[Python-ideas] changing sys.stdout encoding

Stephen J. Turnbull stephen at xemacs.org
Wed Jun 6 10:26:21 CEST 2012


Rurpy writes:

 > I'm not sure why stateful matters.  When you change encoding
 > you discard whatever state exists

How do you know what *I* want to do?  Silently discarding buffer
contents would suck.

 > If there is a partially en/decoded character then wouldn't do the
 > same thing you'd do if the same condition arose at EOF?

Again speaking for *myself*, almost certainly not.  On input, if it
happens *before* EOF it's incomplete input, and I should wait for it
to be completed.  If it happens on output, there's a bug somewhere,
and I probably want to do some kind of error recovery.
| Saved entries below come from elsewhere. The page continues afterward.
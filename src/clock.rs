//! Clock Module
//!
//! Time source for age-bounded caches. Timestamps are Unix epoch milliseconds,
//! the unit persisted in manifests.

use std::sync::atomic::{AtomicI64, Ordering};
use std::sync::Arc;

// == Clock Trait ==
/// Supplies the current time in Unix milliseconds.
pub trait Clock: Send + Sync {
    fn now_ms(&self) -> i64;
}

// == System Clock ==
/// Wall clock backed by chrono.
#[derive(Debug, Default, Clone, Copy)]
pub struct SystemClock;

impl Clock for SystemClock {
    fn now_ms(&self) -> i64 {
        current_timestamp_ms()
    }
}

// == Manual Clock ==
/// A clock that only moves when told to.
///
/// Clones share the same instant, so a test can hand one clone to a cache
/// and advance time through another.
#[derive(Debug, Default, Clone)]
pub struct ManualClock {
    now: Arc<AtomicI64>,
}

impl ManualClock {
    /// Creates a clock frozen at `now_ms`.
    pub fn new(now_ms: i64) -> Self {
        Self {
            now: Arc::new(AtomicI64::new(now_ms)),
        }
    }

    /// Moves the clock forward by `ms` milliseconds.
    pub fn advance(&self, ms: i64) {
        self.now.fetch_add(ms, Ordering::SeqCst);
    }

    pub fn set(&self, now_ms: i64) {
        self.now.store(now_ms, Ordering::SeqCst);
    }
}

impl Clock for ManualClock {
    fn now_ms(&self) -> i64 {
        self.now.load(Ordering::SeqCst)
    }
}

// == Utility Functions ==
/// Returns current Unix timestamp in milliseconds.
pub fn current_timestamp_ms() -> i64 {
    chrono::Utc::now().timestamp_millis()
}
//! Serialization Codec Module
//!
//! Converts cached values to and from the string form kept in storage.
//! The default codec is JSON; any `Codec<V>` can replace it, e.g. one that
//! compresses the JSON before it reaches a small storage quota.

use std::marker::PhantomData;

use serde::de::DeserializeOwned;
use serde::Serialize;

use crate::error::Result;

// == Codec Trait ==
/// A `stringify`/`parse` pair for values of type `V`.
pub trait Codec<V>: Send + Sync {
    /// Serializes a value into its persisted representation.
    fn stringify(&self, value: &V) -> Result<String>;

    /// Rebuilds a value from its persisted representation.
    fn parse(&self, raw: &str) -> Result<V>;
}

// == JSON Codec ==
/// Lossless JSON codec using serde_json.
pub struct JsonCodec<V> {
    _marker: PhantomData<fn() -> V>,
}

impl<V> JsonCodec<V> {
    pub fn new() -> Self {
        Self {
            _marker: PhantomData,
        }
    }
}

impl<V> Default for JsonCodec<V> {
    fn default() -> Self {
        Self::new()
    }
}

impl<V> Codec<V> for JsonCodec<V>
where
    V: Serialize + DeserializeOwned,
{
    fn stringify(&self, value: &V) -> Result<String> {
        Ok(serde_json::to_string(value)?)
    }

    fn parse(&self, raw: &str) -> Result<V> {
        Ok(serde_json::from_str(raw)?)
    }
}

#[cfg(test)]
mod tests {
    use super::*;
    use crate::error::CacheError;
    use serde::Deserialize;

    #[derive(Debug, PartialEq, Serialize, Deserialize)]
    struct Response {
        status: u16,
        body: String,
    }

    #[test]
    fn test_json_codec_strings_are_quoted() {
        let codec = JsonCodec::<String>::new();
        assert_eq!(codec.stringify(&"value".to_string()).unwrap(), "\"value\"");
    }

    #[test]
    fn test_json_codec_structs() {
        let codec = JsonCodec::<Response>::new();
        let raw = r#"{"status":200,"body":"ok"}"#;

        let parsed = codec.parse(raw).unwrap();
        assert_eq!(
            parsed,
            Response {
                status: 200,
                body: "ok".to_string()
            }
        );
        assert_eq!(codec.stringify(&parsed).unwrap(), raw);
    }

    #[test]
    fn test_json_codec_rejects_malformed_input() {
        let codec = JsonCodec::<Response>::new();
        assert!(matches!(
            codec.parse("{\"status\":"),
            Err(CacheError::Serialization(_))
        ));
    }
}
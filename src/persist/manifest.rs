//! Manifest record.
//!
//! The manifest is a JSON object mapping every persisted key to its marker,
//! written most recently used first: `{"b":2,"a":1}`. It is the source of
//! truth for which item records are valid.

use std::fmt;

use serde::de::{MapAccess, Visitor};
use serde::{Deserialize, Deserializer, Serialize, Serializer};

use crate::error::Result;

/// Ordered `(key, marker)` pairs, most recently used first.
#[derive(Debug, Clone, Default, PartialEq, Eq)]
pub struct Manifest {
    entries: Vec<(String, i64)>,
}

impl Manifest {
    pub fn new(entries: Vec<(String, i64)>) -> Self {
        Self { entries }
    }

    pub fn entries(&self) -> &[(String, i64)] {
        &self.entries
    }

    pub fn len(&self) -> usize {
        self.entries.len()
    }

    pub fn is_empty(&self) -> bool {
        self.entries.is_empty()
    }

    pub fn to_json(&self) -> Result<String> {
        Ok(serde_json::to_string(self)?)
    }

    pub fn parse(raw: &str) -> Result<Self> {
        Ok(serde_json::from_str(raw)?)
    }

    /// Entries by ascending marker; equal markers keep least recently used
    /// first.
    pub fn oldest_first(self) -> Vec<(String, i64)> {
        let mut entries = self.entries;
        entries.reverse();
        entries.sort_by_key(|(_, marker)| *marker);
        entries
    }
}

impl Serialize for Manifest {
    fn serialize<S: Serializer>(&self, serializer: S) -> std::result::Result<S::Ok, S::Error> {
        serializer.collect_map(self.entries.iter().map(|(key, marker)| (key, marker)))
    }
}

impl<'de> Deserialize<'de> for Manifest {
    fn deserialize<D: Deserializer<'de>>(deserializer: D) -> std::result::Result<Self, D::Error> {
        deserializer.deserialize_map(ManifestVisitor)
    }
}

/// Keeps document order, which a map type would lose.
struct ManifestVisitor;

impl<'de> Visitor<'de> for ManifestVisitor {
    type Value = Manifest;

    fn expecting(&self, f: &mut fmt::Formatter<'_>) -> fmt::Result {
        f.write_str("an object of key to integer marker")
    }

    fn visit_map<A: MapAccess<'de>>(self, mut map: A) -> std::result::Result<Manifest, A::Error> {
        let mut entries = Vec::with_capacity(map.size_hint().unwrap_or(0));
        while let Some((key, marker)) = map.next_entry::<String, i64>()? {
            entries.push((key, marker));
        }
        Ok(Manifest { entries })
    }
}

#[cfg(test)]
mod tests {
    use super::*;

    fn manifest(pairs: &[(&str, i64)]) -> Manifest {
        Manifest::new(pairs.iter().map(|(k, m)| (k.to_string(), *m)).collect())
    }

    #[test]
    fn test_manifest_json_keeps_order() {
        let json = manifest(&[("b", 2), ("a", 1), ("c", 7)]).to_json().unwrap();
        assert_eq!(json, r#"{"b":2,"a":1,"c":7}"#);

        let parsed = Manifest::parse(&json).unwrap();
        assert_eq!(parsed, manifest(&[("b", 2), ("a", 1), ("c", 7)]));
    }

    #[test]
    fn test_manifest_empty() {
        assert_eq!(Manifest::default().to_json().unwrap(), "{}");
        assert!(Manifest::parse("{}").unwrap().is_empty());
    }

    #[test]
    fn test_manifest_rejects_malformed() {
        assert!(Manifest::parse("not json").is_err());
        assert!(Manifest::parse(r#"{"a":"one"}"#).is_err());
        assert!(Manifest::parse("[1,2]").is_err());
    }

    #[test]
    fn test_oldest_first_sorts_by_marker() {
        let order = manifest(&[("c", 30), ("a", 10), ("b", 20)]).oldest_first();
        let keys: Vec<&str> = order.iter().map(|(k, _)| k.as_str()).collect();
        assert_eq!(keys, vec!["a", "b", "c"]);
    }

    #[test]
    fn test_oldest_first_ties_put_lru_first() {
        // Same timestamp: document order is MRU first, so y is older than x
        let order = manifest(&[("x", 5), ("y", 5)]).oldest_first();
        let keys: Vec<&str> = order.iter().map(|(k, _)| k.as_str()).collect();
        assert_eq!(keys, vec!["y", "x"]);
    }
}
 > However I have in the past encountered mixed encoding outputting 
 > programs in two contexts; generating test data (i think is was 
 > for automatic detection and extraction of information), and
 > bundling multiple differently-encoded data sets in one package 
 > that were pulled apart again downstream.
 > 
 > That both uses probably could have been designed better is irrelevant; 
 > a hypothetical python programmer's job would have been to produce
 > a python program that would fit into the the existing processes.

No, it's not irrelevant that it's bad design.  Python should not go
out of its way to cater to bad design, if bad design can be worked
around with existing facilities.  Here there are at least two ways to
do it: the method of changing sys.std*'s text encoding that you
posted, and switching sys.std* to binary and doing explicit encoding
and decoding of strings to be input or output.

I have also encountered mixed encoding, in my students' filesystems
(it was not uncommon to see /home/j.r.exchangestudent/KOI8-R/SHIFT_JIS
and similar).  That doesn't mean it should be made easier to generate!